Work to complete: Among the entries that follow, find every line with the word "match" and copy it.

Data excerpts:
Start of Block
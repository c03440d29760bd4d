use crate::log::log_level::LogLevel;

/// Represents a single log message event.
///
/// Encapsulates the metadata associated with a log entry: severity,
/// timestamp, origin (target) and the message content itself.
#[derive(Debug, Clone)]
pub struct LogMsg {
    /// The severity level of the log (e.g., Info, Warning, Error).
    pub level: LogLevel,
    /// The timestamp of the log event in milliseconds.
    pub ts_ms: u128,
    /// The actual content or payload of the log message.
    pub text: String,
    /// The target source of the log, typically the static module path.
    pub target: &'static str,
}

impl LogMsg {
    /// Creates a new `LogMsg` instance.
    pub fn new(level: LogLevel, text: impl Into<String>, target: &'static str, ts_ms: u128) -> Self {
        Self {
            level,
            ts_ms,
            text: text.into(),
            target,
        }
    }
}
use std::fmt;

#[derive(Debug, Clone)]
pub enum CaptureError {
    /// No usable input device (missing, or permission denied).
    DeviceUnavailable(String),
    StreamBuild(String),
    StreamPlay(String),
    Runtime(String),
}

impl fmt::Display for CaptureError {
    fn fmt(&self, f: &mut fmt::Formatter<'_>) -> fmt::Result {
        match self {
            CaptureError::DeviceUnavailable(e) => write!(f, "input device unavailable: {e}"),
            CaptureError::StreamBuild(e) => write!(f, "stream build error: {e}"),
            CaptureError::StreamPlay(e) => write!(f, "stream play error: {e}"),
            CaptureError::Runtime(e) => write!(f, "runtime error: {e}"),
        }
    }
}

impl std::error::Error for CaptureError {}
End of Block
Start of Block
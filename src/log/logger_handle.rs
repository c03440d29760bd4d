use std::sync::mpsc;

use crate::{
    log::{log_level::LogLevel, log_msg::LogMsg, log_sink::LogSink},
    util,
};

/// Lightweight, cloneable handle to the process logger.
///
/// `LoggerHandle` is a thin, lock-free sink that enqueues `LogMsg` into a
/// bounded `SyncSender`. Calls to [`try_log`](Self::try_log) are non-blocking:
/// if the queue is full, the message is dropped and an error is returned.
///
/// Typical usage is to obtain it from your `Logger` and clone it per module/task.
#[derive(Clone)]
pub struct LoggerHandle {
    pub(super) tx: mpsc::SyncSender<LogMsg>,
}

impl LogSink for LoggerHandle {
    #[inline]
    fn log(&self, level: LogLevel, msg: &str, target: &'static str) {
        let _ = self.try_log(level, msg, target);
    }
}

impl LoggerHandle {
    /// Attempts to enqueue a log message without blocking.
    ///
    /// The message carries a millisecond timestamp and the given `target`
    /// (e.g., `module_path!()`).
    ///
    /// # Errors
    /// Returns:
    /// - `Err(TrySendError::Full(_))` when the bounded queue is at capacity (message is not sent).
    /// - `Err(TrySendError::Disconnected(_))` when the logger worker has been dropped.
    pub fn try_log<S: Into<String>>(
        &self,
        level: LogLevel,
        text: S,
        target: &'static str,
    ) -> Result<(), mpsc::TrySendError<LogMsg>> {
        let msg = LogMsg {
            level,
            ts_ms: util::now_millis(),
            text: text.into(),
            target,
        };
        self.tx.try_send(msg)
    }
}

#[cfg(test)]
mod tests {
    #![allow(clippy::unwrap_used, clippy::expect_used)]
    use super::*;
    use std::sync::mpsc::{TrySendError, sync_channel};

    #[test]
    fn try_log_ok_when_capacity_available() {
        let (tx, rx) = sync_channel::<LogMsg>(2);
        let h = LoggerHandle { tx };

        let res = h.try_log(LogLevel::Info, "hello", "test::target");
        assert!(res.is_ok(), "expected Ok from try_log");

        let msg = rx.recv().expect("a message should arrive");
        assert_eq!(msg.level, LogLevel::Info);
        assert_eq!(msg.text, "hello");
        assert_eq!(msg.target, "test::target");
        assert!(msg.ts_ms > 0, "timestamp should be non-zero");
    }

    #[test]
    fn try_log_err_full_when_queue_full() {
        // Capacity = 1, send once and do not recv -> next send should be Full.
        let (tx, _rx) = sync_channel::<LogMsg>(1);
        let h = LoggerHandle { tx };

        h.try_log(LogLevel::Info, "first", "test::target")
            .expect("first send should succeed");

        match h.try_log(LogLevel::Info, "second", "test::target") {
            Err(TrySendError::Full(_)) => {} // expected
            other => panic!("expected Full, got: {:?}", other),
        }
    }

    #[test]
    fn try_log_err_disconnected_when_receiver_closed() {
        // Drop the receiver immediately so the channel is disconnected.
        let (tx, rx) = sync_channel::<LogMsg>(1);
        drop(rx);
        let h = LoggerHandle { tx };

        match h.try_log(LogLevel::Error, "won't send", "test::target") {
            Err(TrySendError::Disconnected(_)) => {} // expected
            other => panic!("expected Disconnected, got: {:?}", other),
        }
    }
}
End of Block
Solution:
        match self {
        match h.try_log(LogLevel::Info, "second", "test::target") {
        match h.try_log(LogLevel::Error, "won't send", "test::target") {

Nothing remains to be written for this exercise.